NEWCASTLE, England -- Three quick thoughts on Newcastle's 3-0 Premier League win over Chelsea at St James' Park on Sunday.
1. Chelsea's top-four hopes die with a whimper
The final day of the Premier League season was always likely to end in disappointment for Chelsea, but the manner of their surrender to Newcastle provided a fitting end to an utterly miserable 2018 for Antonio Conte.
Chelsea could not be certain walking onto the St James' Park pitch that the Brighton win over Liverpool that they required to snatch fourth place would not materialise, yet their astonishingly passive first-half performance suggested a team who believed their cause had already been lost.
Conte made eight changes to his much-criticised starting XI against Huddersfield on Wednesday, bringing back Olivier Giroud, Eden Hazard and Thibaut Courtois, but it mattered not. Newcastle, safe from relegation for at least a month, were the team who dominated with intensity and purpose.
Courtois saved fierce long-range shots from Jonjo Shelvey and Mohamed Diame as well as N'Golo Kante's near-own-goal before Newcastle's deserved breakthrough came in the 23rd minute. Jacob Murphy, allowed to meet Matt Ritchie's cross unchallenged at the back post, saw his effort parried by Courtois, but Dwight Gayle scampered in to nod the loose ball into the empty net.
Half-time brought respite. Chelsea then pushed forward with renewed determination, and their first effort on target came six minutes after the break, with Martin Dubravka tipping over Giroud's acrobatic flick.
But no sooner had the visitors gained a foothold than Newcastle rendered their momentum meaningless. Shelvey, given space 25 yards out, fired a low shot that Ayoze Perez smartly glanced just inside Courtois' far post.

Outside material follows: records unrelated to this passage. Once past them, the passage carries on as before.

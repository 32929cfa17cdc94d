//! Turn-taking dialogue engine for phone intake calls
//!
//! Features:
//! - Per-call session actor with a single-writer dialogue state
//! - Deterministic question policy with a confirmation and correction loop
//! - Transcript debouncing (duplicates, last-wins, post-speech grace)
//! - Speech playback with barge-in, retries and an apology fallback
//! - Exactly-once record emission and a single terminal outcome per call

pub mod debounce;
pub mod dst;
pub mod metrics;
pub mod policy;
pub mod session;
pub mod speech_player;

pub use debounce::{Admission, DebounceConfig, Debouncer};
pub use dst::{DialogueState, Phase, Step};
pub use policy::{DialoguePolicy, PolicyAction};
pub use session::{
    forward_transcripts, CallSession, SessionConfig, SessionDeps, SessionEvent, SessionHandle,
    SessionReport,
};
pub use speech_player::{SpeechOutcome, SpeechPlayer, SpeechPlayerConfig};

use thiserror::Error;

/// Agent errors
#[derive(Error, Debug)]
pub enum AgentError {
    #[error("Session error: {0}")]
    Session(String),

    #[error("Session channel closed")]
    ChannelClosed,

    #[error(transparent)]
    Core(#[from] voice_intake_core::Error),
}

Ross Barkley, making only his second Chelsea start since arriving from Everton in January, was lively and should have scored his first Blues goal when he led a rapid counterattack and latched onto Hazard's low cross. Dubravka saved well with his feet.
At the other end, Newcastle were in an unforgiving mood, and on 63 minutes, Chelsea's defeat became humiliation. Shelvey's deep free kick was fired back across goal by Florian Lejeune and tapped in by Perez.
Conte watched it all in stony silence on the touchline, not for the first time this season a bystander to catastrophic events. His time at Chelsea is surely nearing its end.
2. Little cause for Chelsea optimism ahead of FA Cup final
If nothing else, this game was meant to be a valuable exercise in building confidence and momentum for the FA Cup final next Sunday, when Manchester United and Jose Mourinho will stand in the way of the only thing that can dull Chelsea's disappointment.
Many of those who took to the St James' Park pitch appeared either complacent about their Wembley starting places or less than motivated to impress Conte. How does the Italian even begin to pick his team to take on a side as talented and dangerous as United, led by a manager who specialises in finals?
Chelsea have been a shadow of last season's vintage in attack throughout this campaign, but it was their hapless defending that will most concern Conte. Perez, Murphy and Ritchie were allowed to run free time and again and took full advantage.
It has not been Mourinho's way to go for goal after goal in finals, but United will hardly be able to help themselves from piling on the humiliation if Chelsea do not find some defensive solidity in training at Cobham this week.
Should they find themselves routed at Wembley, there will be no hiding place left for many players in this underperforming Chelsea side, never mind Conte.
3. Shelvey deserves World Cup consideration
Canvass opinion around St James' Park about Newcastle's best performer this season, and Shelvey's name will be a common reply. The midfielder's drive and eye for a direct pass propelled this team back to the Premier League at the first attempt and has been crucial to keeping them there.
Here he pushed back a disinterested Chelsea and then managed to pick them apart even once they had woken from their slumber, drifting into pockets of space and showcasing his impressive passing range as well as an entertaining willingness to shoot from distance. One such effort allowed Perez to double Newcastle's lead just as Chelsea were in the ascendancy, before an inviting free-kick delivery enabled Lejeune and the Spaniard to combine to put the match beyond doubt.
Jamaal Lascelles is the rock on which Rafa Benitez has built this Newcastle defence, but Shelvey is the hub of everything they do going forward. Both look to be compelling -- if at this stage unlikely -- options in problem positions for England boss Gareth Southgate as he ponders his World Cup squad.
Shelvey has not been capped since November 2015, has made his fair share of brainless mistakes at club level since then and is not the classic possession midfielder that Southgate desires. His ambition on the ball works against him as long as England harbour delusions of dominating opponents.
But his vision and directness are qualities that few others available to Southgate possess. He could be a valuable weapon for a limited squad in Russia.